The Supreme Court’s decision in Bostock focused on the meaning of sex discrimination for the purposes of Title VII of the Civil Rights Act of 1964, which restricts discrimination in the workplace. Writing for a 6–3 majority, Justice Neil Gorsuch ruled that discrimination on the basis of sexual orientation and discrimination on the basis of gender identity are forms of sex discrimination. At different intervals, both gay and trans cases have played critical roles in developing the legal reasoning that resulted in Monday’s decision.

From the moment of the bill’s passage in 1964, LGBT plaintiffs began filing lawsuits against employers, arguing that they are protected by the ban on sex discrimination. In the 1960s and 1970s, those arguments were uniformly rejected by the federal courts, which viewed sexual orientation and gender identity discrimination as distinct concepts from sex discrimination. Many federal judges also viewed LGBT people as sexual deviants undeserving of rights.

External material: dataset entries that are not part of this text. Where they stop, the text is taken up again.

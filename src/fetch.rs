use crate::error::FetchError;
use indicatif::{ProgressBar, ProgressStyle};
use std::path::Path;
use std::process::Stdio;
use std::time::Duration;
use tokio::process::Command;

/// Something that can place a copy of a remote repository at a local path
#[allow(async_fn_in_trait)]
pub trait Fetcher {
    async fn fetch(&self, url: &str, destination: &Path) -> Result<(), FetchError>;
}

/// Clones with the system `git` binary, which picks up the user's SSH keys,
/// credential helpers and ~/.gitconfig.
#[derive(Debug, Clone)]
pub struct GitFetcher {
    program: String,
    timeout: Option<Duration>,
    progress: bool,
}

impl Default for GitFetcher {
    fn default() -> Self {
        Self {
            program: "git".to_string(),
            timeout: None,
            progress: true,
        }
    }
}

impl GitFetcher {
    pub fn new() -> Self {
        Self::default()
    }

    /// Use a different executable in place of `git`
    pub fn with_program(mut self, program: impl Into<String>) -> Self {
        self.program = program.into();
        self
    }

    /// Kill the clone if it runs longer than `timeout`
    pub fn with_timeout(mut self, timeout: Option<Duration>) -> Self {
        self.timeout = timeout;
        self
    }

    /// Show a spinner while a clone runs
    pub fn with_progress(mut self, progress: bool) -> Self {
        self.progress = progress;
        self
    }

    fn spinner(&self, url: &str) -> ProgressBar {
        if !self.progress {
            return ProgressBar::hidden();
        }

        let pb = ProgressBar::new_spinner();
        pb.set_style(
            ProgressStyle::default_spinner()
                .template("{spinner:.green} [{elapsed_precise}] {msg}")
                .unwrap_or_else(|_| ProgressStyle::default_spinner()),
        );
        pb.set_message(format!("Cloning {}", url));
        pb.enable_steady_tick(Duration::from_millis(100));
        pb
    }
}

impl Fetcher for GitFetcher {
    async fn fetch(&self, url: &str, destination: &Path) -> Result<(), FetchError> {
        log::debug!("{} clone {} {}", self.program, url, destination.display());

        let spawn_error = |source: std::io::Error| FetchError::Spawn {
            program: self.program.clone(),
            url: url.to_string(),
            source,
        };

        let child = Command::new(&self.program)
            .arg("clone")
            .arg(url)
            .arg(destination)
            .stdin(Stdio::null())
            .stdout(Stdio::piped())
            .stderr(Stdio::piped())
            .kill_on_drop(true)
            .spawn()
            .map_err(spawn_error)?;

        let pb = self.spinner(url);

        let output = match self.timeout {
            Some(limit) => match tokio::time::timeout(limit, child.wait_with_output()).await {
                Ok(output) => output,
                Err(_) => {
                    pb.abandon_with_message(format!("Timed out cloning {}", url));
                    return Err(FetchError::Timeout {
                        url: url.to_string(),
                        timeout: limit,
                    });
                }
            },
            None => child.wait_with_output().await,
        }
        .map_err(spawn_error)?;

        pb.finish_and_clear();

        let stdout = String::from_utf8_lossy(&output.stdout);
        if !stdout.trim().is_empty() {
            log::debug!("{}", stdout.trim_end());
        }

        if !output.status.success() {
            return Err(FetchError::Failed {
                url: url.to_string(),
                status: output.status.to_string(),
                stderr: String::from_utf8_lossy(&output.stderr).trim().to_string(),
            });
        }

        Ok(())
    }
}
use crate::category::Category;
use crate::repository::RepositorySpec;
use serde::Serialize;
use std::path::PathBuf;

/// What happened to one repository
#[derive(Debug, Clone, PartialEq, Eq, Serialize)]
#[serde(tag = "status", rename_all = "kebab-case")]
pub enum Outcome {
    Cloned,
    /// Destination already existed, nothing was fetched
    AlreadyPresent,
    Failed { message: String },
}

#[derive(Debug, Clone, Serialize)]
pub struct ItemReport {
    pub category: Category,
    pub id: RepositorySpec,
    pub url: String,
    pub destination: PathBuf,
    #[serde(flatten)]
    pub outcome: Outcome,
}

/// Summary of an `install_into` run
#[derive(Debug, Clone, Default, Serialize)]
pub struct InstallReport {
    /// The base directory was absent and nothing was attempted
    pub target_missing: bool,
    pub items: Vec<ItemReport>,
    /// Font files copied into the font directory
    pub fonts: Vec<PathBuf>,
    /// Informational messages such as skipped categories
    pub notices: Vec<String>,
}

impl InstallReport {
    pub fn record(&mut self, item: ItemReport) {
        self.items.push(item);
    }

    /// Fold the outcome of one install step into this report
    pub fn merge(&mut self, other: InstallReport) {
        self.target_missing |= other.target_missing;
        self.items.extend(other.items);
        self.fonts.extend(other.fonts);
        self.notices.extend(other.notices);
    }

    pub fn notice(&mut self, message: impl Into<String>) {
        let message = message.into();
        log::warn!("{}", message);
        self.notices.push(message);
    }

    pub fn failures(&self) -> impl Iterator<Item = &ItemReport> {
        self.items
            .iter()
            .filter(|i| matches!(i.outcome, Outcome::Failed { .. }))
    }

    pub fn has_failures(&self) -> bool {
        self.failures().next().is_some()
    }

    pub fn count(&self, outcome: &Outcome) -> usize {
        self.items.iter().filter(|i| &i.outcome == outcome).count()
    }
}

#[cfg(test)]
mod tests {
    use super::*;

    fn item(outcome: Outcome) -> ItemReport {
        ItemReport {
            category: Category::Lisp,
            id: "a/b".into(),
            url: "https://github.com/a/b".to_string(),
            destination: PathBuf::from("/t/lisp/b"),
            outcome,
        }
    }

    #[test]
    fn test_failures() {
        let mut report = InstallReport::default();
        report.record(item(Outcome::Cloned));
        assert!(!report.has_failures());

        report.record(item(Outcome::Failed {
            message: "exit status: 128".to_string(),
        }));
        assert!(report.has_failures());
        assert_eq!(report.failures().count(), 1);
        assert_eq!(report.count(&Outcome::Cloned), 1);
    }

    #[test]
    fn test_json_shape() {
        let mut report = InstallReport::default();
        report.record(item(Outcome::Failed {
            message: "boom".to_string(),
        }));

        let json = serde_json::to_value(&report).unwrap();
        assert_eq!(json["items"][0]["status"], "failed");
        assert_eq!(json["items"][0]["message"], "boom");
        assert_eq!(json["items"][0]["category"], "lisp");
        assert_eq!(json["target_missing"], false);
    }
}
use serde::{Deserialize, Serialize};

/// Host every short-form identifier is resolved against.
pub const DEFAULT_HOST: &str = "https://github.com";

/// Suffix stripped from the last path segment to name the checkout.
pub const GIT_SUFFIX: &str = ".git";

/// A remote repository as written in the manifest, e.g. `owner/name`
#[derive(Debug, Clone, PartialEq, Eq, Hash, Serialize, Deserialize)]
#[serde(transparent)]
pub struct RepositorySpec(String);

impl RepositorySpec {
    pub fn new(id: impl Into<String>) -> Self {
        Self(id.into())
    }

    pub fn as_str(&self) -> &str {
        &self.0
    }

    /// True when the identifier already names a full URL (or scp-style remote)
    pub fn is_qualified(&self) -> bool {
        self.0.contains("://") || self.0.starts_with("git@")
    }

    /// Resolve against `host` unless the identifier is already qualified
    pub fn resolve(&self, host: &str) -> String {
        if self.is_qualified() {
            return self.0.clone();
        }

        format!(
            "{}/{}",
            host.trim_end_matches('/'),
            self.0.trim_start_matches('/')
        )
    }

    /// Local folder name: last path segment with one trailing `.git` removed
    pub fn folder_name(&self) -> String {
        folder_name(&self.0)
    }
}

/// Derive the checkout folder name from a url or identifier.
/// `foo.git` -> `foo`, `foo.git.git` -> `foo.git`, `foo.gittar` unchanged.
pub fn folder_name(reference: &str) -> String {
    let trimmed = reference.trim_end_matches('/');
    let base = trimmed
        .rsplit(|c: char| c == '/' || c == ':')
        .next()
        .unwrap_or(trimmed);

    base.strip_suffix(GIT_SUFFIX).unwrap_or(base).to_string()
}

/// A folder name that stays inside its parent directory
pub fn is_valid_folder_name(name: &str) -> bool {
    !matches!(name, "" | "." | "..")
}

impl std::fmt::Display for RepositorySpec {
    fn fmt(&self, f: &mut std::fmt::Formatter<'_>) -> std::fmt::Result {
        write!(f, "{}", self.0)
    }
}

impl From<&str> for RepositorySpec {
    fn from(s: &str) -> Self {
        Self::new(s)
    }
}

The legal landscape shifted, however, with the Supreme Court’s 1989 decision in Price Waterhouse v. Hopkins. In Price Waterhouse, Hopkins was denied a partnership at her accounting firm because she was deemed insufficiently feminine. Price Waterhouse, her employer, argued that it hadn’t discriminated against Hopkins because she was a woman, but rather because she was too “aggressive.” The Supreme Court rejected this argument. In its plurality opinion, the court explained that sex discrimination encompassed discrimination on the basis of sex stereotypes concerning how men and women ought to behave.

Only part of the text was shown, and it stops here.